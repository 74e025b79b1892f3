use thiserror::Error;

/// Error taxonomy for the slab Monte Carlo code.
///
/// Configuration errors abort at construction time and are never clamped.
/// Domain and degeneracy errors mark an invalid physical model or a
/// programming error. Particle leakage and source extinction are valid
/// terminal states reported through statistics, not through this enum.
#[derive(Error, Debug)]
pub enum SlabError {
    #[error("Configuration error: {0}")]
    Config(String),

    #[error("Position {x} lies outside the slab [0, {length}]")]
    OutOfDomain { x: f64, length: f64 },

    #[error("Node {node} has no {side} neighbor zone")]
    NoNeighbor { node: usize, side: &'static str },

    #[error("Sweep direction cosine {mu} is degenerate (|mu| within machine epsilon of 0)")]
    DegenerateDirection { mu: f64 },

    #[error("Non-positive total cross section {sigma_t} in zone {zone}")]
    NonPositiveCrossSection { zone: usize, sigma_t: f64 },

    #[error("Fission source has zero total weight")]
    EmptySource,

    #[error("IO error: {0}")]
    Io(#[from] std::io::Error),

    #[error("JSON error: {0}")]
    Json(#[from] serde_json::Error),
}

pub type SlabResult<T> = Result<T, SlabError>;
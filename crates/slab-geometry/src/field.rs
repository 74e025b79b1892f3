// ─────────────────────────────────────────────────────────────────────
// SCPN Slab MC — Field
// © 1998–2026 Miroslav Šotek. All rights reserved.
// Contact: www.anulum.li | protoscience@anulum.li
// ORCID: https://orcid.org/0009-0009-3560-0851
// License: GNU AGPL v3 | Commercial licensing available
// ─────────────────────────────────────────────────────────────────────
//! Zone-centered data attached to a mesh.

use std::ops::{Index, IndexMut};

use ndarray::Array1;
use slab_types::error::{SlabError, SlabResult};

use crate::mesh::{Mesh, Zone, ZoneId};

/// One value of type `T` per mesh zone, indexed by `ZoneId`.
///
/// The field does not hold a reference to its mesh; construction checks the
/// zone count and the mesh is immutable afterwards, so the pairing stays
/// valid for the lifetime of the run.
#[derive(Debug, Clone)]
pub struct Field<T> {
    data: Vec<T>,
}

impl<T: Clone> Field<T> {
    /// Field with the same value in every zone.
    pub fn uniform(mesh: &Mesh, value: T) -> Self {
        Field {
            data: vec![value; mesh.num_zones()],
        }
    }
}

impl<T> Field<T> {
    /// Field from one value per zone, in zone order.
    pub fn from_values(mesh: &Mesh, values: Vec<T>) -> SlabResult<Self> {
        if values.len() != mesh.num_zones() {
            return Err(SlabError::Config(format!(
                "field length {} does not match zone count {}",
                values.len(),
                mesh.num_zones()
            )));
        }
        Ok(Field { data: values })
    }

    pub fn len(&self) -> usize {
        self.data.len()
    }

    pub fn is_empty(&self) -> bool {
        self.data.is_empty()
    }

    pub fn get(&self, id: ZoneId) -> &T {
        &self.data[id.index()]
    }

    pub fn get_mut(&mut self, id: ZoneId) -> &mut T {
        &mut self.data[id.index()]
    }

    pub fn iter(&self) -> std::slice::Iter<'_, T> {
        self.data.iter()
    }
}

impl<T> Index<ZoneId> for Field<T> {
    type Output = T;

    fn index(&self, id: ZoneId) -> &T {
        &self.data[id.index()]
    }
}

impl<T> IndexMut<ZoneId> for Field<T> {
    fn index_mut(&mut self, id: ZoneId) -> &mut T {
        &mut self.data[id.index()]
    }
}

impl<T> Index<&Zone> for Field<T> {
    type Output = T;

    fn index(&self, zone: &Zone) -> &T {
        &self.data[zone.id.index()]
    }
}

impl Field<f64> {
    pub fn to_array(&self) -> Array1<f64> {
        Array1::from_vec(self.data.clone())
    }

    /// Signed sum over all zones.
    pub fn total(&self) -> f64 {
        self.data.iter().sum()
    }

    /// Sum of absolute values over all zones.
    pub fn abs_total(&self) -> f64 {
        self.data.iter().map(|v| v.abs()).sum()
    }

    pub fn fill(&mut self, value: f64) {
        self.data.iter_mut().for_each(|v| *v = value);
    }
}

• _Task details_
For this exercise, copy all of the material exactly as it stands.

• _Your response_
repository 74e025b79b1892f3
use thiserror::Error;

/// Error taxonomy for the slab Monte Carlo code.
///
/// Configuration errors abort at construction time and are never clamped.
/// Domain and degeneracy errors mark an invalid physical model or a
/// programming error. Particle leakage and source extinction are valid
/// terminal states reported through statistics, not through this enum.
#[derive(Error, Debug)]
pub enum SlabError {
    #[error("Configuration error: {0}")]
    Config(String),

    #[error("Position {x} lies outside the slab [0, {length}]")]
    OutOfDomain { x: f64, length: f64 },

    #[error("Node {node} has no {side} neighbor zone")]
    NoNeighbor { node: usize, side: &'static str },

    #[error("Sweep direction cosine {mu} is degenerate (|mu| within machine epsilon of 0)")]
    DegenerateDirection { mu: f64 },

    #[error("Non-positive total cross section {sigma_t} in zone {zone}")]
    NonPositiveCrossSection { zone: usize, sigma_t: f64 },

    #[error("Fission source has zero total weight")]
    EmptySource,

    #[error("IO error: {0}")]
    Io(#[from] std::io::Error),

    #[error("JSON error: {0}")]
    Json(#[from] serde_json::Error),
}

pub type SlabResult<T> = Result<T, SlabError>;
filename crates/slab-geometry/src/field.rs
repository 74e025b79b1892f3
// ─────────────────────────────────────────────────────────────────────
// SCPN Slab MC — Field
// © 1998–2026 Miroslav Šotek. All rights reserved.
// Contact: www.anulum.li | protoscience@anulum.li
// ORCID: https://orcid.org/0009-0009-3560-0851
// License: GNU AGPL v3 | Commercial licensing available
// ─────────────────────────────────────────────────────────────────────
//! Zone-centered data attached to a mesh.

use std::ops::{Index, IndexMut};

use ndarray::Array1;
use slab_types::error::{SlabError, SlabResult};

use crate::mesh::{Mesh, Zone, ZoneId};

/// One value of type `T` per mesh zone, indexed by `ZoneId`.
///
/// The field does not hold a reference to its mesh; construction checks the
/// zone count and the mesh is immutable afterwards, so the pairing stays
/// valid for the lifetime of the run.
#[derive(Debug, Clone)]
pub struct Field<T> {
    data: Vec<T>,
}

impl<T: Clone> Field<T> {
    /// Field with the same value in every zone.
    pub fn uniform(mesh: &Mesh, value: T) -> Self {
        Field {
            data: vec![value; mesh.num_zones()],
        }
    }
}

impl<T> Field<T> {
    /// Field from one value per zone, in zone order.
    pub fn from_values(mesh: &Mesh, values: Vec<T>) -> SlabResult<Self> {
        if values.len() != mesh.num_zones() {
            return Err(SlabError::Config(format!(
                "field length {} does not match zone count {}",
                values.len(),
                mesh.num_zones()
            )));
        }
        Ok(Field { data: values })
    }

    pub fn len(&self) -> usize {
        self.data.len()
    }

    pub fn is_empty(&self) -> bool {
        self.data.is_empty()
    }

    pub fn get(&self, id: ZoneId) -> &T {
        &self.data[id.index()]
    }

    pub fn get_mut(&mut self, id: ZoneId) -> &mut T {
        &mut self.data[id.index()]
    }

    pub fn iter(&self) -> std::slice::Iter<'_, T> {
        self.data.iter()
    }
}

impl<T> Index<ZoneId> for Field<T> {
    type Output = T;

    fn index(&self, id: ZoneId) -> &T {
        &self.data[id.index()]
    }
}

impl<T> IndexMut<ZoneId> for Field<T> {
    fn index_mut(&mut self, id: ZoneId) -> &mut T {
        &mut self.data[id.index()]
    }
}

impl<T> Index<&Zone> for Field<T> {
    type Output = T;

    fn index(&self, zone: &Zone) -> &T {
        &self.data[zone.id.index()]
    }
}

impl Field<f64> {
    pub fn to_array(&self) -> Array1<f64> {
        Array1::from_vec(self.data.clone())
    }

    /// Signed sum over all zones.
    pub fn total(&self) -> f64 {
        self.data.iter().sum()
    }

    /// Sum of absolute values over all zones.
    pub fn abs_total(&self) -> f64 {
        self.data.iter().map(|v| v.abs()).sum()
    }

    pub fn fill(&mut self, value: f64) {
        self.data.iter_mut().for_each(|v| *v = value);
    }
}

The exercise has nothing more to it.